### Brief:
Your answer is every line of the material below in which the string "HeaderName" occurs.

### Data for this task:

#####

//! Options over parsed form fields, multipart forms, trailers, and
//! transfer encodings.

use http::header::{HeaderName, HeaderValue};

use crate::error::Result;
use crate::multipart::MultipartForm;
use crate::option::Opt;
use crate::request::Request;
use crate::values::Values;

/// Replace the request's parsed form fields.
pub fn form<I, K, V>(pairs: I) -> impl Opt
where
    I: IntoIterator<Item = (K, V)>,
    K: Into<String>,
    V: Into<String>,
{
    let values: Values = pairs.into_iter().collect();
    move |mut request: Request| -> Result<Request> {
        request.form = values.clone();
        Ok(request)
    }
}

/// Append one parsed form field.
pub fn form_value(key: impl Into<String>, value: impl Into<String>) -> impl Opt {
    let key = key.into();
    let value = value.into();
    move |mut request: Request| -> Result<Request> {
        request.form.append(key.clone(), value.clone());
        Ok(request)
    }
}

/// Replace the request's parsed POST/PUT body form fields.
pub fn post_form<I, K, V>(pairs: I) -> impl Opt
where
    I: IntoIterator<Item = (K, V)>,
    K: Into<String>,
    V: Into<String>,
{
    let values: Values = pairs.into_iter().collect();
    move |mut request: Request| -> Result<Request> {
        request.post_form = values.clone();
        Ok(request)
    }
}

/// Append one parsed POST/PUT body form field.
pub fn post_form_value(key: impl Into<String>, value: impl Into<String>) -> impl Opt {
    let key = key.into();
    let value = value.into();
    move |mut request: Request| -> Result<Request> {
        request.post_form.append(key.clone(), value.clone());
        Ok(request)
    }
}

/// Replace the structured multipart form.
pub fn multipart_form(form: MultipartForm) -> impl Opt {
    move |mut request: Request| -> Result<Request> {
        request.multipart = Some(form.clone());
        Ok(request)
    }
}

/// Append one plain value to the multipart form, attaching an empty form
/// first when none is present.
pub fn multipart_form_value(key: impl Into<String>, value: impl Into<String>) -> impl Opt {
    let key = key.into();
    let value = value.into();
    move |mut request: Request| -> Result<Request> {
        request
            .multipart
            .get_or_insert_with(MultipartForm::new)
            .values
            .append(key.clone(), value.clone());
        Ok(request)
    }
}

/// Bulk-append trailer headers, preserving pair order.
pub fn trailer<I, K, V>(pairs: I) -> impl Opt
where
    I: IntoIterator<Item = (K, V)>,
    K: Into<String>,
    V: Into<String>,
{
    let pairs: Vec<(String, String)> = pairs
        .into_iter()
        .map(|(key, value)| (key.into(), value.into()))
        .collect();
    move |mut request: Request| -> Result<Request> {
        for (name, value) in &pairs {
            let name = HeaderName::try_from(name.as_str())?;
            let value = HeaderValue::try_from(value.as_str())?;
            request.trailers.append(name, value);
        }
        Ok(request)
    }
}

/// Append one trailer header.
pub fn trailer_header(name: impl Into<String>, value: impl Into<String>) -> impl Opt {
    let name = name.into();
    let value = value.into();
    move |mut request: Request| -> Result<Request> {
        let name = HeaderName::try_from(name.as_str())?;
        let value = HeaderValue::try_from(value.as_str())?;
        request.trailers.append(name, value);
        Ok(request)
    }
}

/// Replace the transfer-encoding list.
pub fn transfer_encoding<I, S>(encodings: I) -> impl Opt
where
    I: IntoIterator<Item = S>,
    S: Into<String>,
{
    let encodings: Vec<String> = encodings.into_iter().map(Into::into).collect();
    move |mut request: Request| -> Result<Request> {
        request.transfer_encoding = encodings.clone();
        Ok(request)
    }
}

/// Append one transfer encoding to the list.
pub fn transfer_encoding_append(encoding: impl Into<String>) -> impl Opt {
    let encoding = encoding.into();
    move |mut request: Request| -> Result<Request> {
        request.transfer_encoding.push(encoding.clone());
        Ok(request)
    }
}

#[cfg(test)]
mod tests {
    use super::*;
    use crate::option::apply;

    fn seed() -> Request {
        Request::new(
            http::Method::POST,
            url::Url::parse("https://example.com").unwrap(),
        )
    }

    #[test]
    fn form_replaces_and_form_value_appends() {
        let request = apply(
            seed(),
            (
                form([("old", "gone")]),
                form([("kind", "cereal")]),
                form_value("kind", "granola"),
            ),
        )
        .unwrap();
        assert!(request.form.get("old").is_none());
        assert_eq!(request.form.get_all("kind"), ["cereal", "granola"]);
    }

    #[test]
    fn multipart_value_creates_form_on_demand() {
        let request = apply(seed(), (multipart_form_value("kind", "cereal"),)).unwrap();
        assert_eq!(request.multipart.unwrap().values.get("kind"), Some("cereal"));
    }

    #[test]
    fn transfer_encoding_replaces_then_appends() {
        let request = apply(
            seed(),
            (
                transfer_encoding(["gzip", "chunked"]),
                transfer_encoding_append("identity"),
            ),
        )
        .unwrap();
        assert_eq!(request.transfer_encoding, ["gzip", "chunked", "identity"]);
    }

    #[test]
    fn trailers_append_in_order() {
        let request = apply(
            seed(),
            (
                trailer([("X-Checksum", "abc")]),
                trailer_header("X-Checksum", "def"),
            ),
        )
        .unwrap();
        let values: Vec<_> = request.trailers.get_all("X-Checksum").iter().collect();
        assert_eq!(values, ["abc", "def"]);
    }
}
//! Wire-format rendering of request snapshots.

use std::io::{self, Write};
use std::sync::{Arc, Mutex};

use reqpipe::{body_string, dump, header, new};

/// A `Write` sink the test can read back after the option consumes it.
#[derive(Clone, Default)]
struct SharedSink(Arc<Mutex<Vec<u8>>>);

impl SharedSink {
    fn contents(&self) -> Vec<u8> {
        self.0.lock().unwrap().clone()
    }
}

impl Write for SharedSink {
    fn write(&mut self, buf: &[u8]) -> io::Result<usize> {
        self.0.lock().unwrap().extend_from_slice(buf);
        Ok(buf.len())
    }

    fn flush(&mut self) -> io::Result<()> {
        Ok(())
    }
}

#[test]
fn dump_renders_the_exact_wire_form() {
    let sink = SharedSink::default();
    new(
        "GET",
        "https://breakfast.com/api/cereals",
        (body_string("Part of a complete breakfast."), dump(sink.clone())),
    )
    .unwrap();

    assert_eq!(
        String::from_utf8(sink.contents()).unwrap(),
        "GET /api/cereals HTTP/1.1\r\n\
         Host: breakfast.com\r\n\
         \r\n\
         Part of a complete breakfast."
    );
}

#[test]
fn dump_includes_query_and_headers() {
    let sink = SharedSink::default();
    new(
        "GET",
        "https://breakfast.com/api/cereals?page=2",
        (header("Accept", "application/json"), dump(sink.clone())),
    )
    .unwrap();

    let wire = String::from_utf8(sink.contents()).unwrap();
    assert!(wire.starts_with("GET /api/cereals?page=2 HTTP/1.1\r\n"), "got: {wire}");
    assert!(wire.contains("Host: breakfast.com\r\n"), "got: {wire}");
    assert!(wire.contains("accept: application/json\r\n"), "got: {wire}");
    assert!(wire.ends_with("\r\n\r\n"), "got: {wire}");
}

#[test]
fn dump_does_not_consume_the_body() {
    let sink = SharedSink::default();
    let mut request = new(
        "POST",
        "https://breakfast.com/api/cereals",
        (
            body_string("Part of a complete breakfast."),
            dump(sink.clone()),
        ),
    )
    .unwrap();

    let body = request.body.take().unwrap().into_bytes().unwrap();
    assert_eq!(&body[..], b"Part of a complete breakfast.");
}

#[test]
fn failing_sink_aborts_the_pipeline_with_io_error() {
    struct Broken;

    impl Write for Broken {
        fn write(&mut self, _buf: &[u8]) -> io::Result<usize> {
            Err(io::Error::other("sink is broken"))
        }

        fn flush(&mut self) -> io::Result<()> {
            Ok(())
        }
    }

    let err = new(
        "GET",
        "https://breakfast.com",
        (dump(Broken),),
    )
    .unwrap_err();
    let message = err.to_string();
    assert!(message.starts_with("failed to apply option 0:"), "got: {message}");
    assert!(message.contains("sink is broken"), "got: {message}");
}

#####

### Exercise output:
use http::header::{HeaderName, HeaderValue};
            let name = HeaderName::try_from(name.as_str())?;
        let name = HeaderName::try_from(name.as_str())?;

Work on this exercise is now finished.